# KabyLake (and Skylake) runing on Z370 mobo



## <-_-> (Dec 1, 2017)

Core i7-7700K (KabyLake) on Z370 mobo CPU-Z


ASUS / MSI / GIGABYTE / ASRock / Colorful Z370 mobo can support KabyLake and Skylake.
this picture from here.


----------



## Toothless (Dec 1, 2017)

If it were english I'd understand it better. Guess I gotta wait for the bootleg translation.


----------



## FireFox (Dec 1, 2017)

Trying to figure out where is the mistake


----------



## R0H1T (Dec 1, 2017)

Why is that a surprise, someone from ASUS confirmed it officially that they could update Z270 to make CFL work on it, but Intel obviously banned it & so Z370 would be no different.
Anyway why would you want the older KBL for Z370 in the first place?


----------



## FireFox (Dec 1, 2017)

Something to hide?






Oh, and dont forget that the screenshots can be mix it and makes it look like they are on the same screen


----------



## P4-630 (Dec 1, 2017)

I'd much rather see 8th gen CPU's running on Z170.....
And that M$ still offering windows updates to pre windows 10 OS's....

One can only dream...



Knoxx29 said:


> Something to hide?



Serial number?


----------



## Liviu Cojocaru (Dec 1, 2017)

It doesn't really matter, it would've been interesting to see it work the other way...Z270's to work with Coffee Lake


----------



## FireFox (Dec 1, 2017)

P4-630 said:


> Serial number?



Any reason to hide it?


----------



## R0H1T (Dec 1, 2017)

Knoxx29 said:


> Any reason to hide it?


Would reveal the identity of the leaker, with a unique serial number, assuming Gigabyte themselves didn't want want to leak it & this is of course legit.


----------



## FR@NK (Dec 1, 2017)

The processor is also an ES so that might have something to do with it working since it might have different microcode.


----------



## SnakeDoctor (Dec 1, 2017)

Google translate?This is as useless as my post


----------



## newtekie1 (Dec 1, 2017)

I don't see how this is a big deal.  When you know what they really changed in the socket, this isn't a surprise at all.  It also isn't really important, because no one really wants to put an older processor in Z370, especially when Z370 doesn't really offer anything over Z270.

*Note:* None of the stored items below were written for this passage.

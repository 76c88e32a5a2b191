use thiserror::Error;

// ---------------------------------------------------------------------------
// RxError
// ---------------------------------------------------------------------------

/// Errors raised while building sequences, subscribing to them, or
/// delivering values to observers.
///
/// `Clone` so the same error can be handed to an observer's `error` handler
/// and to a delivery-error hook.
#[derive(Debug, Clone, PartialEq, Eq, Error)]
pub enum RxError {
    /// The event source handed to a bridge is absent.
    #[error("Invalid event source: {0}")]
    InvalidSource(String),

    /// Event names must be non-empty.
    #[error("Invalid event name {0:?}: event names must be non-empty")]
    InvalidEventName(String),

    /// The event source was dropped after the bridge was created.
    #[error("Event source for \"{event}\" has been dropped")]
    SourceDropped { event: String },

    /// `dispose()` was called on the bridge.
    #[error("Bridge for \"{event}\" has been disposed")]
    BridgeDisposed { event: String },

    /// An observer's `next` handler panicked while handling an event.
    #[error("Observer #{observer} failed while handling \"{event}\": {message}")]
    ObserverDelivery {
        event: String,
        observer: u64,
        message: String,
    },

    /// Error signalled by a custom producer.
    #[error("Producer error: {0}")]
    Producer(String),
}

impl RxError {
    /// Shorthand for [`RxError::Producer`].
    pub fn producer(message: impl Into<String>) -> Self {
        Self::Producer(message.into())
    }
}

/// Convenience alias — the default error type is `RxError`.
pub type Result<T, E = RxError> = std::result::Result<T, E>;

// ---------------------------------------------------------------------------
// Tests
// ---------------------------------------------------------------------------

Coffee Lake on Z270/Z170 is more impressive, but also dangerous.


----------



## jaggerwild (Dec 1, 2017)

It was already stated by Intel they were backwards compatible, but it would not be workable..............As above why would you do it?


----------



## Flaky (Dec 1, 2017)

newtekie1 said:


> It also isn't really important, because no one really wants to put an older processor in Z370, especially when Z370 doesn't really offer anything over Z270.

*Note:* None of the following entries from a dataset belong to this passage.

//! Isolated execution context.
//!
//! A worker owns a [`Router`] and talks to its caller only through channels.
//! Messages are prepared strictly in arrival order, so switches apply in the
//! order they were posted; the operations themselves run as separate tasks and
//! may complete in any order.

use std::sync::Arc;

use anyhow::{Result, anyhow};
use flume::{Receiver, Sender};
use serde_json::Value;
use tokio::task::JoinHandle;
use tracing::{debug, info};

use crate::message::Response;
use crate::registry::DispatchContext;
use crate::router::{Prepared, Router};

pub struct Worker {
    router: Router,
}

impl Worker {
    pub fn new(ctx: Arc<DispatchContext>) -> Self {
        Self { router: Router::new(ctx) }
    }

    /// Starts the message loop on the current runtime.
    pub fn spawn(self) -> WorkerHandle {
        let (requests, inbox) = flume::unbounded();
        let (outbox, responses) = flume::unbounded();
        let task = tokio::spawn(self.run(inbox, outbox));
        WorkerHandle { requests, responses, task }
    }

    async fn run(self, inbox: Receiver<Value>, outbox: Sender<Response>) {
        info!("worker started");

        while let Ok(message) = inbox.recv_async().await {
            match self.router.prepare(&message) {
                Prepared::Done(response) => {
                    // The caller may have stopped listening.
                    let _ = outbox.send(response);
                }
                Prepared::Job(job) => {
                    let outbox = outbox.clone();
                    tokio::spawn(async move {
                        let _ = outbox.send(job.run().await);
                    });
                }
            }
        }

        info!("worker stopped");
    }
}

/// The caller's side of a running worker.
pub struct WorkerHandle {
    requests: Sender<Value>,
    responses: Receiver<Response>,
    task: JoinHandle<()>,
}

impl WorkerHandle {
    pub fn post(&self, message: Value) -> Result<()> {
        self.requests.send(message).map_err(|_| anyhow!("worker is no longer accepting messages"))
    }

    /// Next response, or `None` once the loop has stopped and every job has
    /// reported back.
    pub async fn recv(&self) -> Option<Response> {
        self.responses.recv_async().await.ok()
    }

    /// Stops accepting messages. Responses for already-posted messages can
    /// still be received from the returned channel until it closes.
    pub fn close(self) -> Receiver<Response> {
        debug!("closing worker inbox");
        drop(self.requests);
        drop(self.task);
        self.responses
    }

    /// Splits the handle so intake and output can be driven from different
    /// tasks. The loop stops once the sender is dropped.
    pub fn into_parts(self) -> (Sender<Value>, Receiver<Response>) {
        (self.requests, self.responses)
    }
}

#[cfg(test)]
mod tests {
    use base64::Engine;
    use base64::prelude::BASE64_STANDARD;
    use serde_json::json;

    use super::*;
    use crate::backend::{AesCrypt, AgeEngine, Backends};
    use crate::error::ErrorCode;
    use crate::types::{Action, ProviderType};

    fn worker() -> (Arc<DispatchContext>, WorkerHandle) {
        let ctx = Arc::new(DispatchContext::new(Backends::new(AesCrypt::new(1_000), AgeEngine::ready())));
        (Arc::clone(&ctx), Worker::new(ctx).spawn())
    }

    async fn drain(handle: WorkerHandle) -> Vec<Response> {
        let responses = handle.close();
        let mut collected = Vec::new();
        while let Ok(response) = responses.recv_async().await {
            collected.push(response);
        }
        collected
    }

    #[tokio::test]
    async fn test_init_response() {
        let (ctx, handle) = worker();
        handle.post(json!({"action": "INIT", "providerType": "aead"})).unwrap();
        assert_eq!(handle.recv().await, Some(Response::InitSuccess { provider: ProviderType::Aead }));
        assert_eq!(ctx.active_type(), ProviderType::Aead);
    }

    #[tokio::test]
    async fn test_invalid_envelope_gets_error() {
        let (_, handle) = worker();
        handle.post(json!("not a message")).unwrap();
        let response = handle.recv().await.unwrap();
        assert!(!response.is_success());
        assert_eq!(response.code(), None);
    }

    #[tokio::test]
    async fn test_switches_apply_in_post_order() {
        let (_, handle) = worker();
        let payload = BASE64_STANDARD.encode(b"data");
        handle.post(json!(["ENCRYPT", payload, "pw", "first"])).unwrap();
        handle.post(json!(["INIT", "aead"])).unwrap();
        handle.post(json!(["ENCRYPT", payload, "pw", "second"])).unwrap();

        let responses = drain(handle).await;
        assert_eq!(responses.len(), 3);

        let mut names: Vec<String> = responses
            .iter()
            .filter_map(|response| match response {
                Response::Success { action: Action::Encrypt, file_name, .. } => Some(file_name.clone()),
                _ => None,
            })
            .collect();
        names.sort();
        assert_eq!(names, ["first.aes", "second.enc"]);
        assert!(responses.contains(&Response::InitSuccess { provider: ProviderType::Aead }));
    }

    #[tokio::test]
    async fn test_concurrent_operations_all_answered() {
        let (_, handle) = worker();
        for index in 0..8 {
            let payload = BASE64_STANDARD.encode(format!("payload {index}"));
            handle.post(json!({"action": "ENCRYPT", "payload": payload, "password": "pw", "fileName": format!("f{index}"), "providerType": "aead"})).unwrap();
        }
        handle.post(json!({"action": "DECRYPT", "payload": BASE64_STANDARD.encode([0u8; 10]), "password": "pw", "fileName": "bad.enc"})).unwrap();

        let responses = drain(handle).await;
        assert_eq!(responses.len(), 9);
        assert_eq!(responses.iter().filter(|response| response.is_success()).count(), 8);
        assert!(responses.iter().any(|response| response.code() == Some(ErrorCode::InvalidFormat)));
    }
}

It supports 8th gen, and that's enough. Being able to upgrade from a cheap celeron/pentium to a 6core would be a real thing for many.



FR@NK said:


> The processor is also an ES so that might have something to do with it working since it might have different microcode.


CPU microcode gets injected depending on cpu's stepping. This particular ES has the same stepping as retail cpu.



R0H1T said:


> Would reveal the identity of the leaker, with a unique serial number, assuming Gigabyte themselves didn't want want to leak it & this is of course legit.

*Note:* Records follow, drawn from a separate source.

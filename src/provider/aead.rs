//! Raw AEAD container: `salt(16) || nonce(12) || ciphertext || tag(16)`.
//!
//! The key is PBKDF2-HMAC-SHA256 over the password and the stored salt,
//! 100,000 iterations, 256-bit output. The container carries no header, so a
//! wrong password and a modified file are indistinguishable; both fail the tag.

use thiserror::Error;

use crate::backend::PlatformError;
use crate::backend::platform::{derive_key, open, random_bytes, seal};
use crate::config::{AEAD_KDF_ITERATIONS, AEAD_MIN_CONTAINER, AEAD_NONCE_SIZE, AEAD_SALT_SIZE, AEAD_TAG_SIZE};
use crate::error::ErrorCode;
use crate::secret::Secret;

#[derive(Debug, Error)]
pub enum AeadError {
    #[error("container too short: {0} bytes")]
    TooShort(usize),

    #[error(transparent)]
    Platform(#[from] PlatformError),
}

/// Raw AES-256-GCM containers (`.enc`). Stateless; every call draws a fresh
/// salt and nonce.
#[derive(Clone, Copy, Debug, Default)]
pub struct AeadProvider;

impl AeadProvider {
    /// Encrypts `payload` into `salt || nonce || ciphertext || tag`.
    ///
    /// # Errors
    ///
    /// Returns [`AeadError::Platform`] if the RNG or the cipher fails.
    pub fn encrypt(self, payload: &[u8], password: &Secret) -> Result<Vec<u8>, AeadError> {
        let salt: [u8; AEAD_SALT_SIZE] = random_bytes()?;
        let nonce: [u8; AEAD_NONCE_SIZE] = random_bytes()?;
        let key = derive_key(password.expose_secret().as_bytes(), &salt, AEAD_KDF_ITERATIONS);

        let sealed = seal(&key, &nonce, payload)?;

        let mut out = Vec::with_capacity(AEAD_MIN_CONTAINER + sealed.len());
        out.extend_from_slice(&salt);
        out.extend_from_slice(&nonce);
        out.extend_from_slice(&sealed);
        Ok(out)
    }

    /// Splits a container at fixed offsets and opens it.
    ///
    /// # Errors
    ///
    /// - [`AeadError::TooShort`] below 28 bytes, before any key derivation
    /// - [`PlatformError::Authentication`] (wrapped) when the tag does not verify
    pub fn decrypt(self, payload: &[u8], password: &Secret) -> Result<Vec<u8>, AeadError> {
        // Checked before any key derivation.
        if payload.len() < AEAD_MIN_CONTAINER {
            return Err(AeadError::TooShort(payload.len()));
        }

        let (salt, rest) = payload.split_at(AEAD_SALT_SIZE);
        let (nonce, sealed) = rest.split_at(AEAD_NONCE_SIZE);
        let nonce: &[u8; AEAD_NONCE_SIZE] = nonce.try_into().map_err(|_| AeadError::TooShort(payload.len()))?;

        let key = derive_key(password.expose_secret().as_bytes(), salt, AEAD_KDF_ITERATIONS);
        Ok(open(&key, nonce, sealed)?)
    }

    /// Exact container size for a payload of `len` bytes.
    pub const fn container_len(len: usize) -> usize {
        AEAD_MIN_CONTAINER + len + AEAD_TAG_SIZE
    }
}

/// Tag failures read as a wrong password; the format cannot tell them apart
/// from modified data.
pub(super) fn error_code(error: &AeadError) -> ErrorCode {
    match error {
        AeadError::TooShort(_) => ErrorCode::InvalidFormat,
        AeadError::Platform(PlatformError::Authentication) => ErrorCode::WrongPassword,
        AeadError::Platform(PlatformError::Encryption | PlatformError::Rng(_)) => ErrorCode::EncryptionFailed,
        AeadError::Platform(PlatformError::KeyLength) => ErrorCode::UnknownError,
    }
}

#[cfg(test)]
mod tests {
    use super::*;

    #[test]
    fn test_container_layout() {
        let password = Secret::new("pw123");
        let sealed = AeadProvider.encrypt(b"hello", &password).unwrap();
        assert_eq!(sealed.len(), 49);
        assert_eq!(sealed.len(), AeadProvider::container_len(5));
        assert_eq!(AeadProvider.decrypt(&sealed, &password).unwrap(), b"hello");
    }

    #[test]
    fn test_salt_and_nonce_are_fresh() {
        let password = Secret::new("pw");
        let a = AeadProvider.encrypt(b"same", &password).unwrap();
        let b = AeadProvider.encrypt(b"same", &password).unwrap();
        assert_ne!(a[..AEAD_MIN_CONTAINER], b[..AEAD_MIN_CONTAINER]);
    }

    #[test]
    fn test_too_short_container() {
        let password = Secret::new("pw");
        assert!(matches!(AeadProvider.decrypt(&[0u8; 27], &password), Err(AeadError::TooShort(27))));
        assert!(matches!(AeadProvider.decrypt(&[], &password), Err(AeadError::TooShort(0))));
    }

    #[test]
    fn test_minimum_container_without_tag_fails_authentication() {
        let password = Secret::new("pw");
        let result = AeadProvider.decrypt(&[0u8; AEAD_MIN_CONTAINER], &password);
        assert!(matches!(result, Err(AeadError::Platform(PlatformError::Authentication))));
    }

    #[test]
    fn test_error_codes() {
        assert_eq!(error_code(&AeadError::TooShort(3)), ErrorCode::InvalidFormat);
        assert_eq!(error_code(&AeadError::Platform(PlatformError::Authentication)), ErrorCode::WrongPassword);
        assert_eq!(error_code(&AeadError::Platform(PlatformError::Encryption)), ErrorCode::EncryptionFailed);
        assert_eq!(error_code(&AeadError::Platform(PlatformError::Rng("entropy".into()))), ErrorCode::EncryptionFailed);
        assert_eq!(error_code(&AeadError::Platform(PlatformError::KeyLength)), ErrorCode::UnknownError);
    }
}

That's the serial number of memory modules, not the motherboard. 
I guess it's a general paranoia of censoring every possible serial number - same with HDD for example.

Funny thing is, GB & Asus motherboards already have sky/kaby microcode present in their UEFIs.


----------



## jaggerwild (Dec 1, 2017)

Why don't you post something you know, not what everyone else is posting?


----------



## fullinfusion (Dec 1, 2017)

Toothless said:


> If it were english I'd understand it better. Guess I gotta wait for the bootleg translation.


google http://tieba.baidu.com/p/5458244719 and translate


----------



## Vayra86 (Dec 1, 2017)

So congrats on a pointless exercise, because why on earth would you buy a new board to pair it with an old CPU?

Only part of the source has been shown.